- Exercise
Every entry needs to be duplicated exactly.

- Recorded data
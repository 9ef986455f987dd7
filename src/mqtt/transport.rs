//! Byte transport seam for the bus client.
//!
//! The broker is reached over a WebSocket in production ([`crate::ws`]);
//! tests use the in-memory pair from [`memory_transport`].

use async_trait::async_trait;
use tokio::sync::mpsc;

use crate::error::{RelayError, Result};

/// Outbound half: writes one encoded packet per call.
#[async_trait]
pub trait FrameSink: Send {
    /// Write one packet's bytes.
    async fn send_frame(&mut self, bytes: Vec<u8>) -> Result<()>;

    /// Close the transport. Further sends fail.
    async fn close(&mut self) -> Result<()>;
}

/// Inbound half: yields byte chunks with no regard for packet boundaries.
#[async_trait]
pub trait ByteSource: Send {
    /// Next chunk of bytes, or `None` once the peer has closed.
    async fn next_chunk(&mut self) -> Result<Option<Vec<u8>>>;
}

/// [`FrameSink`] over an unbounded channel.
#[derive(Debug)]
pub struct MemorySink {
    tx: Option<mpsc::UnboundedSender<Vec<u8>>>,
}

/// [`ByteSource`] over an unbounded channel.
#[derive(Debug)]
pub struct MemorySource {
    rx: mpsc::UnboundedReceiver<Vec<u8>>,
}

/// The far end of an in-memory transport, as seen by a fake broker.
#[derive(Debug)]
pub struct MemoryPeer {
    /// Bytes the client wrote, one packet per message.
    pub from_client: mpsc::UnboundedReceiver<Vec<u8>>,
    /// Bytes delivered to the client, arbitrarily chunked.
    pub to_client: mpsc::UnboundedSender<Vec<u8>>,
}

/// Build a connected in-memory transport.
pub fn memory_transport() -> (MemorySink, MemorySource, MemoryPeer) {
    let (client_tx, from_client) = mpsc::unbounded_channel();
    let (to_client, client_rx) = mpsc::unbounded_channel();
    (
        MemorySink { tx: Some(client_tx) },
        MemorySource { rx: client_rx },
        MemoryPeer { from_client, to_client },
    )
}

#[async_trait]
impl FrameSink for MemorySink {
    async fn send_frame(&mut self, bytes: Vec<u8>) -> Result<()> {
        let tx = self.tx.as_ref().ok_or(RelayError::ConnectionClosed)?;
        tx.send(bytes)
            .map_err(|_| RelayError::Transport("peer dropped".to_string()))
    }

    async fn close(&mut self) -> Result<()> {
        self.tx = None;
        Ok(())
    }
}

#[async_trait]
impl ByteSource for MemorySource {
    async fn next_chunk(&mut self) -> Result<Option<Vec<u8>>> {
        Ok(self.rx.recv().await)
    }
}

#[cfg(test)]
mod tests {
    use super::*;

    #[tokio::test]
    async fn test_memory_transport_round_trip() {
        let (mut sink, mut source, mut peer) = memory_transport();
        sink.send_frame(vec![1, 2]).await.unwrap();
        assert_eq!(peer.from_client.recv().await, Some(vec![1, 2]));

        peer.to_client.send(vec![3]).unwrap();
        assert_eq!(source.next_chunk().await.unwrap(), Some(vec![3]));

        drop(peer);
        assert_eq!(source.next_chunk().await.unwrap(), None);
    }

    #[tokio::test]
    async fn test_closed_sink_rejects_sends() {
        let (mut sink, _source, _peer) = memory_transport();
        sink.close().await.unwrap();
        assert_eq!(sink.send_frame(vec![0]).await, Err(RelayError::ConnectionClosed));
    }
}
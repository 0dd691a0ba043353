//! 规则队列
//!
//! 每个优化阶段一个先进先出队列，按阶段顺序消费。
//! - 同一 (规则, 成员) 在队列中至多出现一次
//! - 已经结束的阶段不再接收新的匹配任务
//! - 已触发过的 (规则, 绑定成员列表) 不会再次触发

use std::collections::{HashSet, VecDeque};

use log::debug;

use crate::query::optimizer::core::OptimizationPhase;
use crate::query::optimizer::plan::MemberId;
use crate::query::optimizer::rule_traits::RuleRef;

/// 待执行的匹配任务：以某个成员为根尝试匹配规则
#[derive(Clone)]
pub struct RuleMatch {
    pub rule: RuleRef,
    pub member: MemberId,
}

impl std::fmt::Debug for RuleMatch {
    fn fmt(&self, f: &mut std::fmt::Formatter<'_>) -> std::fmt::Result {
        write!(f, "{}@rel#{}", self.rule.name(), self.member)
    }
}

#[derive(Debug, Default)]
pub struct RuleQueue {
    queues: [VecDeque<RuleMatch>; 3],
    pending: HashSet<(String, MemberId)>,
    fired: HashSet<(String, Vec<MemberId>)>,
    current: usize,
}

impl RuleQueue {
    pub fn new() -> Self {
        Self::default()
    }

    pub fn current_phase(&self) -> OptimizationPhase {
        OptimizationPhase::ALL[self.current]
    }

    /// 加入匹配任务，被丢弃或重复时返回 false
    pub fn add(&mut self, rule: RuleRef, phase: OptimizationPhase, member: MemberId) -> bool {
        if phase.index() < self.current {
            return false;
        }
        let key = (rule.name().to_string(), member);
        if !self.pending.insert(key) {
            return false;
        }
        self.queues[phase.index()].push_back(RuleMatch { rule, member });
        true
    }

    /// 取出下一个任务；当前阶段为空时进入下一阶段
    pub fn pop(&mut self) -> Option<RuleMatch> {
        loop {
            if let Some(task) = self.queues[self.current].pop_front() {
                self.pending.remove(&(task.rule.name().to_string(), task.member));
                return Some(task);
            }
            if self.current + 1 >= self.queues.len() {
                return None;
            }
            self.current += 1;
            debug!("规则队列进入阶段 {}", self.current_phase());
        }
    }

    /// 记录一次触发，已经触发过时返回 false
    pub fn mark_fired(&mut self, rule: &str, binding: Vec<MemberId>) -> bool {
        self.fired.insert((rule.to_string(), binding))
    }

    pub fn len(&self) -> usize {
        self.queues.iter().map(|q| q.len()).sum()
    }

    pub fn is_empty(&self) -> bool {
        self.queues.iter().all(|q| q.is_empty())
    }
}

- Answer area
repository 9ef986455f987dd7
filename src/mqtt/transport.rs
//! Byte transport seam for the bus client.
//!
//! The broker is reached over a WebSocket in production ([`crate::ws`]);
//! tests use the in-memory pair from [`memory_transport`].

use async_trait::async_trait;
use tokio::sync::mpsc;

use crate::error::{RelayError, Result};

/// Outbound half: writes one encoded packet per call.
#[async_trait]
pub trait FrameSink: Send {
    /// Write one packet's bytes.
    async fn send_frame(&mut self, bytes: Vec<u8>) -> Result<()>;

    /// Close the transport. Further sends fail.
    async fn close(&mut self) -> Result<()>;
}

/// Inbound half: yields byte chunks with no regard for packet boundaries.
#[async_trait]
pub trait ByteSource: Send {
    /// Next chunk of bytes, or `None` once the peer has closed.
    async fn next_chunk(&mut self) -> Result<Option<Vec<u8>>>;
}

/// [`FrameSink`] over an unbounded channel.
#[derive(Debug)]
pub struct MemorySink {
    tx: Option<mpsc::UnboundedSender<Vec<u8>>>,
}

/// [`ByteSource`] over an unbounded channel.
#[derive(Debug)]
pub struct MemorySource {
    rx: mpsc::UnboundedReceiver<Vec<u8>>,
}

/// The far end of an in-memory transport, as seen by a fake broker.
#[derive(Debug)]
pub struct MemoryPeer {
    /// Bytes the client wrote, one packet per message.
    pub from_client: mpsc::UnboundedReceiver<Vec<u8>>,
    /// Bytes delivered to the client, arbitrarily chunked.
    pub to_client: mpsc::UnboundedSender<Vec<u8>>,
}

/// Build a connected in-memory transport.
pub fn memory_transport() -> (MemorySink, MemorySource, MemoryPeer) {
    let (client_tx, from_client) = mpsc::unbounded_channel();
    let (to_client, client_rx) = mpsc::unbounded_channel();
    (
        MemorySink { tx: Some(client_tx) },
        MemorySource { rx: client_rx },
        MemoryPeer { from_client, to_client },
    )
}

#[async_trait]
impl FrameSink for MemorySink {
    async fn send_frame(&mut self, bytes: Vec<u8>) -> Result<()> {
        let tx = self.tx.as_ref().ok_or(RelayError::ConnectionClosed)?;
        tx.send(bytes)
            .map_err(|_| RelayError::Transport("peer dropped".to_string()))
    }

    async fn close(&mut self) -> Result<()> {
        self.tx = None;
        Ok(())
    }
}

#[async_trait]
impl ByteSource for MemorySource {
    async fn next_chunk(&mut self) -> Result<Option<Vec<u8>>> {
        Ok(self.rx.recv().await)
    }
}

#[cfg(test)]
mod tests {
    use super::*;

    #[tokio::test]
    async fn test_memory_transport_round_trip() {
        let (mut sink, mut source, mut peer) = memory_transport();
        sink.send_frame(vec![1, 2]).await.unwrap();
        assert_eq!(peer.from_client.recv().await, Some(vec![1, 2]));

        peer.to_client.send(vec![3]).unwrap();
        assert_eq!(source.next_chunk().await.unwrap(), Some(vec![3]));

        drop(peer);
        assert_eq!(source.next_chunk().await.unwrap(), None);
    }

    #[tokio::test]
    async fn test_closed_sink_rejects_sends() {
        let (mut sink, _source, _peer) = memory_transport();
        sink.close().await.unwrap();
        assert_eq!(sink.send_frame(vec![0]).await, Err(RelayError::ConnectionClosed));
    }
}
repository 0dd691a0ba043353
//! 规则队列
//!
//! 每个优化阶段一个先进先出队列，按阶段顺序消费。
//! - 同一 (规则, 成员) 在队列中至多出现一次
//! - 已经结束的阶段不再接收新的匹配任务
//! - 已触发过的 (规则, 绑定成员列表) 不会再次触发

use std::collections::{HashSet, VecDeque};

use log::debug;

use crate::query::optimizer::core::OptimizationPhase;
use crate::query::optimizer::plan::MemberId;
use crate::query::optimizer::rule_traits::RuleRef;

/// 待执行的匹配任务：以某个成员为根尝试匹配规则
#[derive(Clone)]
pub struct RuleMatch {
    pub rule: RuleRef,
    pub member: MemberId,
}

impl std::fmt::Debug for RuleMatch {
    fn fmt(&self, f: &mut std::fmt::Formatter<'_>) -> std::fmt::Result {
        write!(f, "{}@rel#{}", self.rule.name(), self.member)
    }
}

#[derive(Debug, Default)]
pub struct RuleQueue {
    queues: [VecDeque<RuleMatch>; 3],
    pending: HashSet<(String, MemberId)>,
    fired: HashSet<(String, Vec<MemberId>)>,
    current: usize,
}

impl RuleQueue {
    pub fn new() -> Self {
        Self::default()
    }

    pub fn current_phase(&self) -> OptimizationPhase {
        OptimizationPhase::ALL[self.current]
    }

    /// 加入匹配任务，被丢弃或重复时返回 false
    pub fn add(&mut self, rule: RuleRef, phase: OptimizationPhase, member: MemberId) -> bool {
        if phase.index() < self.current {
            return false;
        }
        let key = (rule.name().to_string(), member);
        if !self.pending.insert(key) {
            return false;
        }
        self.queues[phase.index()].push_back(RuleMatch { rule, member });
        true
    }

    /// 取出下一个任务；当前阶段为空时进入下一阶段
    pub fn pop(&mut self) -> Option<RuleMatch> {
        loop {
            if let Some(task) = self.queues[self.current].pop_front() {
                self.pending.remove(&(task.rule.name().to_string(), task.member));
                return Some(task);
            }
            if self.current + 1 >= self.queues.len() {
                return None;
            }
            self.current += 1;
            debug!("规则队列进入阶段 {}", self.current_phase());
        }
    }

    /// 记录一次触发，已经触发过时返回 false
    pub fn mark_fired(&mut self, rule: &str, binding: Vec<MemberId>) -> bool {
        self.fired.insert((rule.to_string(), binding))
    }

    pub fn len(&self) -> usize {
        self.queues.iter().map(|q| q.len()).sum()
    }

    pub fn is_empty(&self) -> bool {
        self.queues.iter().all(|q| q.is_empty())
    }
}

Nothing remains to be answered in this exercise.